Jack pitches in: “Some of these people, when I see them trying to put together their own aesthetic it’s like, ‘Yeah, you took notes, so credit for that.’”
Beware all ye indebted to the smoke, mirrors and sad-smile occult perversions of Salem’s early aesthetic. They crush you.
There is a regular witch house night at this club half an hour walk from my house in London, I tell them.
“We’ve never even been to Europe,” says Heather, laughing.
Rather than looking to hide inside their music, they approach it in the same way Heather confronts open bodies of water — things are dived into head on, face first.
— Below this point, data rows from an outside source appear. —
//! Single source of truth for "what the remote is pointed at".
//!
//! Exactly one [`FocusTarget`] is current at any time. Writers call
//! [`FocusRegistry::set`] unconditionally; observers are notified
//! synchronously on every write, including writes that repeat the
//! current value. The registry performs no validation of its own -
//! callers are responsible for handing it targets that exist.

use crate::modal::{ModalId, ModalLocalFocus};
use crate::nav::grid::GridSelection;
use crate::screens::ScreenKey;
use tracing::trace;

/// Items on the persistent top navigation bar, left to right.
#[derive(Debug, Clone, Copy, PartialEq, Eq, Hash)]
pub enum TopBarItem {
    Search,
    Movies,
    Series,
    Settings,
}

impl TopBarItem {
    pub fn left(self) -> Self {
        match self {
            Self::Search => Self::Search,
            Self::Movies => Self::Search,
            Self::Series => Self::Movies,
            Self::Settings => Self::Series,
        }
    }

    pub fn right(self) -> Self {
        match self {
            Self::Search => Self::Movies,
            Self::Movies => Self::Series,
            Self::Series => Self::Settings,
            Self::Settings => Self::Settings,
        }
    }
}

/// Focusable positions inside a screen's own content area.
#[derive(Debug, Clone, PartialEq, Eq, Hash)]
pub enum ScreenLocalFocus {
    /// The inline search input on a browse screen.
    Search,
    Sort,
    Filters,
    Grid(GridSelection),
    /// Top action button on a person screen.
    Top,
    ReadMore,
    KnownFor(usize),
    Crew(usize),
}

/// Where input is currently routed.
#[derive(Debug, Clone, PartialEq, Eq)]
pub enum FocusTarget {
    TopBar(TopBarItem),
    Screen {
        key: ScreenKey,
        local: ScreenLocalFocus,
    },
    Modal {
        id: ModalId,
        local: ModalLocalFocus,
    },
}

impl FocusTarget {
    pub fn is_modal(&self) -> bool {
        matches!(self, Self::Modal { .. })
    }

    pub fn screen_key(&self) -> Option<&ScreenKey> {
        match self {
            Self::Screen { key, .. } => Some(key),
            _ => None,
        }
    }
}

type Observer = Box<dyn Fn(&FocusTarget) + Send>;

/// Owns the current focus target and fans writes out to observers.
pub struct FocusRegistry {
    current: FocusTarget,
    observers: Vec<Observer>,
}

impl FocusRegistry {
    pub fn new(initial: FocusTarget) -> Self {
        Self {
            current: initial,
            observers: Vec::new(),
        }
    }

    pub fn get(&self) -> &FocusTarget {
        &self.current
    }

    /// Replace the current target and notify every observer, even when the
    /// new target equals the old one. Redundant writes are how callers
    /// re-assert focus after an external widget steals it.
    pub fn set(&mut self, target: FocusTarget) {
        trace!(?target, "focus set");
        self.current = target;
        for observer in &self.observers {
            observer(&self.current);
        }
    }

    pub fn subscribe<F>(&mut self, observer: F)
    where
        F: Fn(&FocusTarget) + Send + 'static,
    {
        self.observers.push(Box::new(observer));
    }
}

impl std::fmt::Debug for FocusRegistry {
    fn fmt(&self, f: &mut std::fmt::Formatter<'_>) -> std::fmt::Result {
        f.debug_struct("FocusRegistry")
            .field("current", &self.current)
            .field("observers", &self.observers.len())
            .finish()
    }
}

#[cfg(test)]
mod tests {
    use super::*;
    use pretty_assertions::assert_eq;
    use std::sync::atomic::{AtomicUsize, Ordering};
    use std::sync::Arc;

    fn top_bar(item: TopBarItem) -> FocusTarget {
        FocusTarget::TopBar(item)
    }

    #[test]
    fn test_set_replaces_current() {
        let mut registry = FocusRegistry::new(top_bar(TopBarItem::Movies));
        registry.set(top_bar(TopBarItem::Settings));
        assert_eq!(registry.get(), &top_bar(TopBarItem::Settings));
    }

    #[test]
    fn test_redundant_set_still_notifies() {
        let mut registry = FocusRegistry::new(top_bar(TopBarItem::Movies));
        let count = Arc::new(AtomicUsize::new(0));
        let seen = count.clone();
        registry.subscribe(move |_| {
            seen.fetch_add(1, Ordering::SeqCst);
        });

        registry.set(top_bar(TopBarItem::Movies));
        registry.set(top_bar(TopBarItem::Movies));
        assert_eq!(count.load(Ordering::SeqCst), 2);
    }

    #[test]
    fn test_observers_see_new_value() {
        let mut registry = FocusRegistry::new(top_bar(TopBarItem::Search));
        let hits = Arc::new(AtomicUsize::new(0));
        let seen = hits.clone();
        registry.subscribe(move |target| {
            assert_eq!(target, &FocusTarget::TopBar(TopBarItem::Series));
            seen.fetch_add(1, Ordering::SeqCst);
        });
        registry.set(top_bar(TopBarItem::Series));
        assert_eq!(hits.load(Ordering::SeqCst), 1);
    }

    #[test]
    fn test_top_bar_edges_saturate() {
        assert_eq!(TopBarItem::Search.left(), TopBarItem::Search);
        assert_eq!(TopBarItem::Settings.right(), TopBarItem::Settings);
        assert_eq!(TopBarItem::Movies.right(), TopBarItem::Series);
    }
}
“I don’t wanna say that our music is, like, some therapeutic thing,” she muses, “because it’s not like that. But sometimes when I can’t organise things in my mind, I can make a song, listen back to it and understand what I was feeling.”
“If I understood the things that upset me, then I wouldn’t be upset by them,” Jack says, laughing, stumbling into truth.
We’re now on East Pico Drive, back at the home Heather and John share with a yappy black and white Pekingese named Timmy. The house, with its own American flag, is typical of homes in this quiet neighbourhood, but the bedrooms are busy with sentiment-loaded paintings, skulls, tokens and tribal gewgaws you wouldn’t expect to find nextdoor. A home studio with its microphone wrapped in wilted roses waits in the dark of the basement with a couple of bare mattresses. In no way is number 10535 untidy or littered with drug paraphernalia. We walk out into the back garden, where John has laid a wood-chip path to a clearing in some trees behind the house. Chipmunks scurry, a distant neighbour mows, seven-inch animal bones hang from string roped trunk-to-trunk and several chairs sit in a circle around a dead fire. I wonder who’s been sat here, given that John’s already told me he doesn’t tend to see anyone who lives in Traverse City other than Heather and a few men he sleeps with.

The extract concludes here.